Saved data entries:
════════════════
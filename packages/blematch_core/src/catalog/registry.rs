//! The supported peripheral registry
//!
//! Built once, validated once, then shared read-only. Nothing here takes a
//! lock: after `build()` the registry is plain immutable data and can be read
//! concurrently from any scan callback thread.

use std::collections::HashSet;

use super::descriptor::PeripheralDescriptor;
use super::file::CatalogFile;
use super::signature::PeripheralSignature;
use super::CatalogError;

/// Embedded catalog shipped with the application build.
const BUILTIN_CATALOG: &str = include_str!("../../catalog/supported_peripherals.json");

#[derive(Debug, Clone)]
pub(crate) struct CatalogEntry {
    pub(crate) signature: PeripheralSignature,
    pub(crate) descriptor: usize,
}

/// Immutable catalog of supported peripherals.
#[derive(Debug, Clone)]
pub struct Registry {
    descriptors: Vec<PeripheralDescriptor>,
    // Grouped by descriptor, in ascending descriptor order.
    entries: Vec<CatalogEntry>,
}

impl Registry {
    pub fn builder() -> RegistryBuilder {
        RegistryBuilder::default()
    }

    /// The catalog embedded in this build.
    pub fn builtin() -> Result<Self, CatalogError> {
        Self::from_json(BUILTIN_CATALOG)
    }

    pub fn from_json(json: &str) -> Result<Self, CatalogError> {
        CatalogFile::from_json(json)?.into_registry()
    }

    pub fn from_catalog(catalog: CatalogFile) -> Result<Self, CatalogError> {
        catalog.into_registry()
    }

    /// Every (signature, descriptor) pair, in catalog order.
    pub fn all_signatures(
        &self,
    ) -> impl Iterator<Item = (&PeripheralSignature, &PeripheralDescriptor)> + '_ {
        self.entries
            .iter()
            .map(|e| (&e.signature, &self.descriptors[e.descriptor]))
    }

    pub fn descriptors(&self) -> &[PeripheralDescriptor] {
        &self.descriptors
    }

    pub fn descriptor(&self, model: &str) -> Option<&PeripheralDescriptor> {
        self.descriptors.iter().find(|d| d.model() == model)
    }

    pub fn models(&self) -> impl Iterator<Item = &str> + '_ {
        self.descriptors.iter().map(PeripheralDescriptor::model)
    }

    /// Number of signatures in the catalog.
    pub fn len(&self) -> usize {
        self.entries.len()
    }

    pub fn is_empty(&self) -> bool {
        self.entries.is_empty()
    }

    pub(crate) fn entries(&self) -> &[CatalogEntry] {
        &self.entries
    }

    pub(crate) fn descriptor_at(&self, index: usize) -> &PeripheralDescriptor {
        &self.descriptors[index]
    }
}

/// Collects models and their signatures, then validates them as a whole.
#[derive(Debug, Default)]
pub struct RegistryBuilder {
    models: Vec<(PeripheralDescriptor, Vec<PeripheralSignature>)>,
}

impl RegistryBuilder {
    pub fn add(
        mut self,
        descriptor: PeripheralDescriptor,
        signatures: impl IntoIterator<Item = PeripheralSignature>,
    ) -> Self {
        self.models
            .push((descriptor, signatures.into_iter().collect()));
        self
    }

    pub fn build(self) -> Result<Registry, CatalogError> {
        let mut descriptors = Vec::with_capacity(self.models.len());
        let mut entries: Vec<CatalogEntry> = Vec::new();
        let mut seen_models = HashSet::new();

        for (descriptor, signatures) in self.models {
            let model = descriptor.model().to_string();
            if !seen_models.insert(model.clone()) {
                return Err(CatalogError::DuplicateModel(model));
            }
            if signatures.is_empty() {
                return Err(CatalogError::NoSignatures(model));
            }
            if let Some(key) = descriptor.reserved_extra_key() {
                return Err(CatalogError::ReservedInfoKey {
                    model,
                    key: key.to_string(),
                });
            }

            let index = descriptors.len();
            for signature in signatures {
                if let Some(existing) = entries.iter().find(|e| e.signature == signature) {
                    if existing.descriptor == index {
                        log::warn!("Ignoring repeated signature for {}: {}", model, signature);
                        continue;
                    }
                    let first: &PeripheralDescriptor = &descriptors[existing.descriptor];
                    return Err(CatalogError::ConflictingSignature {
                        signature: signature.to_string(),
                        first: first.model().to_string(),
                        second: model,
                    });
                }
                entries.push(CatalogEntry {
                    signature,
                    descriptor: index,
                });
            }
            descriptors.push(descriptor);
        }

        log::info!(
            "Peripheral registry built: {} models, {} signatures",
            descriptors.len(),
            entries.len()
        );

        Ok(Registry {
            descriptors,
            entries,
        })
    }
}

#[cfg(test)]
mod tests {
    use super::*;
    use crate::catalog::{profiles, Criterion, NamePattern, PeripheralProfile};
    use crate::uuid16;

    fn descriptor(model: &str) -> PeripheralDescriptor {
        PeripheralDescriptor::new(model, model, PeripheralProfile::new(profiles::WEIGHT))
    }

    fn contains(text: &str) -> PeripheralSignature {
        PeripheralSignature::name(NamePattern::Contains(text.into())).unwrap()
    }

    #[test]
    fn test_builtin_catalog_builds() {
        let registry = Registry::builtin().unwrap();
        assert_eq!(registry.descriptors().len(), 19);
        assert_eq!(registry.len(), 19);

        let ua651 = registry.descriptor("UA_651").unwrap();
        assert_eq!(ua651.display_name(), "A&D UA-651");
        assert_eq!(ua651.profile().as_str(), profiles::BLOOD_PRESSURE);
    }

    #[test]
    fn test_all_signatures_is_restartable() {
        let registry = Registry::builder()
            .add(descriptor("A"), [contains("A1"), contains("A2")])
            .add(descriptor("B"), [contains("B1")])
            .build()
            .unwrap();

        let first: Vec<_> = registry
            .all_signatures()
            .map(|(s, d)| (s.to_string(), d.model().to_string()))
            .collect();
        let second: Vec<_> = registry
            .all_signatures()
            .map(|(s, d)| (s.to_string(), d.model().to_string()))
            .collect();

        assert_eq!(first, second);
        assert_eq!(first.len(), 3);
        assert_eq!(first[1].1, "A");
        assert_eq!(first[2].1, "B");
        assert_eq!(registry.models().collect::<Vec<_>>(), vec!["A", "B"]);
    }

    #[test]
    fn test_conflicting_signature_rejected() {
        let err = Registry::builder()
            .add(descriptor("A"), [contains("SCALE")])
            .add(descriptor("B"), [contains("SCALE")])
            .build()
            .unwrap_err();

        assert_eq!(
            err,
            CatalogError::ConflictingSignature {
                signature: "name *= \"SCALE\"".to_string(),
                first: "A".to_string(),
                second: "B".to_string(),
            }
        );
    }

    #[test]
    fn test_repeated_signature_same_model_is_collapsed() {
        let registry = Registry::builder()
            .add(descriptor("A"), [contains("SCALE"), contains("SCALE")])
            .build()
            .unwrap();
        assert_eq!(registry.len(), 1);
    }

    #[test]
    fn test_duplicate_model_rejected() {
        let err = Registry::builder()
            .add(descriptor("A"), [contains("X")])
            .add(descriptor("A"), [contains("Y")])
            .build()
            .unwrap_err();
        assert_eq!(err, CatalogError::DuplicateModel("A".to_string()));
    }

    #[test]
    fn test_model_without_signatures_rejected() {
        let err = Registry::builder()
            .add(descriptor("A"), Vec::new())
            .build()
            .unwrap_err();
        assert_eq!(err, CatalogError::NoSignatures("A".to_string()));
    }

    #[test]
    fn test_reserved_info_key_rejected() {
        let err = Registry::builder()
            .add(descriptor("A").with_extra("DeviceName", "spoof"), [contains("X")])
            .build()
            .unwrap_err();
        assert!(matches!(err, CatalogError::ReservedInfoKey { .. }));
    }

    #[test]
    fn test_overlapping_but_distinct_signatures_allowed() {
        let hr = uuid16::from_u16(0x180D);
        let registry = Registry::builder()
            .add(descriptor("A"), [PeripheralSignature::services([hr]).unwrap()])
            .add(
                descriptor("B"),
                [PeripheralSignature::new(vec![
                    Criterion::Services(vec![hr]),
                    Criterion::Name(NamePattern::Prefix("HRM".into())),
                ])
                .unwrap()],
            )
            .build()
            .unwrap();
        assert_eq!(registry.len(), 2);
    }
}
════════════════
WORK TO COMPLETE:
Give back every line of the data exactly.

REPLY:
filename packages/blematch_core/src/catalog/registry.rs
//! The supported peripheral registry
//!
//! Built once, validated once, then shared read-only. Nothing here takes a
//! lock: after `build()` the registry is plain immutable data and can be read
//! concurrently from any scan callback thread.

use std::collections::HashSet;

use super::descriptor::PeripheralDescriptor;
use super::file::CatalogFile;
use super::signature::PeripheralSignature;
use super::CatalogError;

/// Embedded catalog shipped with the application build.
const BUILTIN_CATALOG: &str = include_str!("../../catalog/supported_peripherals.json");

#[derive(Debug, Clone)]
pub(crate) struct CatalogEntry {
    pub(crate) signature: PeripheralSignature,
    pub(crate) descriptor: usize,
}

/// Immutable catalog of supported peripherals.
#[derive(Debug, Clone)]
pub struct Registry {
    descriptors: Vec<PeripheralDescriptor>,
    // Grouped by descriptor, in ascending descriptor order.
    entries: Vec<CatalogEntry>,
}

impl Registry {
    pub fn builder() -> RegistryBuilder {
        RegistryBuilder::default()
    }

    /// The catalog embedded in this build.
    pub fn builtin() -> Result<Self, CatalogError> {
        Self::from_json(BUILTIN_CATALOG)
    }

    pub fn from_json(json: &str) -> Result<Self, CatalogError> {
        CatalogFile::from_json(json)?.into_registry()
    }

    pub fn from_catalog(catalog: CatalogFile) -> Result<Self, CatalogError> {
        catalog.into_registry()
    }

    /// Every (signature, descriptor) pair, in catalog order.
    pub fn all_signatures(
        &self,
    ) -> impl Iterator<Item = (&PeripheralSignature, &PeripheralDescriptor)> + '_ {
        self.entries
            .iter()
            .map(|e| (&e.signature, &self.descriptors[e.descriptor]))
    }

    pub fn descriptors(&self) -> &[PeripheralDescriptor] {
        &self.descriptors
    }

    pub fn descriptor(&self, model: &str) -> Option<&PeripheralDescriptor> {
        self.descriptors.iter().find(|d| d.model() == model)
    }

    pub fn models(&self) -> impl Iterator<Item = &str> + '_ {
        self.descriptors.iter().map(PeripheralDescriptor::model)
    }

    /// Number of signatures in the catalog.
    pub fn len(&self) -> usize {
        self.entries.len()
    }

    pub fn is_empty(&self) -> bool {
        self.entries.is_empty()
    }

    pub(crate) fn entries(&self) -> &[CatalogEntry] {
        &self.entries
    }

    pub(crate) fn descriptor_at(&self, index: usize) -> &PeripheralDescriptor {
        &self.descriptors[index]
    }
}

/// Collects models and their signatures, then validates them as a whole.
#[derive(Debug, Default)]
pub struct RegistryBuilder {
    models: Vec<(PeripheralDescriptor, Vec<PeripheralSignature>)>,
}

impl RegistryBuilder {
    pub fn add(
        mut self,
        descriptor: PeripheralDescriptor,
        signatures: impl IntoIterator<Item = PeripheralSignature>,
    ) -> Self {
        self.models
            .push((descriptor, signatures.into_iter().collect()));
        self
    }

    pub fn build(self) -> Result<Registry, CatalogError> {
        let mut descriptors = Vec::with_capacity(self.models.len());
        let mut entries: Vec<CatalogEntry> = Vec::new();
        let mut seen_models = HashSet::new();

        for (descriptor, signatures) in self.models {
            let model = descriptor.model().to_string();
            if !seen_models.insert(model.clone()) {
                return Err(CatalogError::DuplicateModel(model));
            }
            if signatures.is_empty() {
                return Err(CatalogError::NoSignatures(model));
            }
            if let Some(key) = descriptor.reserved_extra_key() {
                return Err(CatalogError::ReservedInfoKey {
                    model,
                    key: key.to_string(),
                });
            }

            let index = descriptors.len();
            for signature in signatures {
                if let Some(existing) = entries.iter().find(|e| e.signature == signature) {
                    if existing.descriptor == index {
                        log::warn!("Ignoring repeated signature for {}: {}", model, signature);
                        continue;
                    }
                    let first: &PeripheralDescriptor = &descriptors[existing.descriptor];
                    return Err(CatalogError::ConflictingSignature {
                        signature: signature.to_string(),
                        first: first.model().to_string(),
                        second: model,
                    });
                }
                entries.push(CatalogEntry {
                    signature,
                    descriptor: index,
                });
            }
            descriptors.push(descriptor);
        }

        log::info!(
            "Peripheral registry built: {} models, {} signatures",
            descriptors.len(),
            entries.len()
        );

        Ok(Registry {
            descriptors,
            entries,
        })
    }
}

#[cfg(test)]
mod tests {
    use super::*;
    use crate::catalog::{profiles, Criterion, NamePattern, PeripheralProfile};
    use crate::uuid16;

    fn descriptor(model: &str) -> PeripheralDescriptor {
        PeripheralDescriptor::new(model, model, PeripheralProfile::new(profiles::WEIGHT))
    }

    fn contains(text: &str) -> PeripheralSignature {
        PeripheralSignature::name(NamePattern::Contains(text.into())).unwrap()
    }

    #[test]
    fn test_builtin_catalog_builds() {
        let registry = Registry::builtin().unwrap();
        assert_eq!(registry.descriptors().len(), 19);
        assert_eq!(registry.len(), 19);

        let ua651 = registry.descriptor("UA_651").unwrap();
        assert_eq!(ua651.display_name(), "A&D UA-651");
        assert_eq!(ua651.profile().as_str(), profiles::BLOOD_PRESSURE);
    }

    #[test]
    fn test_all_signatures_is_restartable() {
        let registry = Registry::builder()
            .add(descriptor("A"), [contains("A1"), contains("A2")])
            .add(descriptor("B"), [contains("B1")])
            .build()
            .unwrap();

        let first: Vec<_> = registry
            .all_signatures()
            .map(|(s, d)| (s.to_string(), d.model().to_string()))
            .collect();
        let second: Vec<_> = registry
            .all_signatures()
            .map(|(s, d)| (s.to_string(), d.model().to_string()))
            .collect();

        assert_eq!(first, second);
        assert_eq!(first.len(), 3);
        assert_eq!(first[1].1, "A");
        assert_eq!(first[2].1, "B");
        assert_eq!(registry.models().collect::<Vec<_>>(), vec!["A", "B"]);
    }

    #[test]
    fn test_conflicting_signature_rejected() {
        let err = Registry::builder()
            .add(descriptor("A"), [contains("SCALE")])
            .add(descriptor("B"), [contains("SCALE")])
            .build()
            .unwrap_err();

        assert_eq!(
            err,
            CatalogError::ConflictingSignature {
                signature: "name *= \"SCALE\"".to_string(),
                first: "A".to_string(),
                second: "B".to_string(),
            }
        );
    }

    #[test]
    fn test_repeated_signature_same_model_is_collapsed() {
        let registry = Registry::builder()
            .add(descriptor("A"), [contains("SCALE"), contains("SCALE")])
            .build()
            .unwrap();
        assert_eq!(registry.len(), 1);
    }

    #[test]
    fn test_duplicate_model_rejected() {
        let err = Registry::builder()
            .add(descriptor("A"), [contains("X")])
            .add(descriptor("A"), [contains("Y")])
            .build()
            .unwrap_err();
        assert_eq!(err, CatalogError::DuplicateModel("A".to_string()));
    }

    #[test]
    fn test_model_without_signatures_rejected() {
        let err = Registry::builder()
            .add(descriptor("A"), Vec::new())
            .build()
            .unwrap_err();
        assert_eq!(err, CatalogError::NoSignatures("A".to_string()));
    }

    #[test]
    fn test_reserved_info_key_rejected() {
        let err = Registry::builder()
            .add(descriptor("A").with_extra("DeviceName", "spoof"), [contains("X")])
            .build()
            .unwrap_err();
        assert!(matches!(err, CatalogError::ReservedInfoKey { .. }));
    }

    #[test]
    fn test_overlapping_but_distinct_signatures_allowed() {
        let hr = uuid16::from_u16(0x180D);
        let registry = Registry::builder()
            .add(descriptor("A"), [PeripheralSignature::services([hr]).unwrap()])
            .add(
                descriptor("B"),
                [PeripheralSignature::new(vec![
                    Criterion::Services(vec![hr]),
                    Criterion::Name(NamePattern::Prefix("HRM".into())),
                ])
                .unwrap()],
            )
            .build()
            .unwrap();
        assert_eq!(registry.len(), 2);
    }
}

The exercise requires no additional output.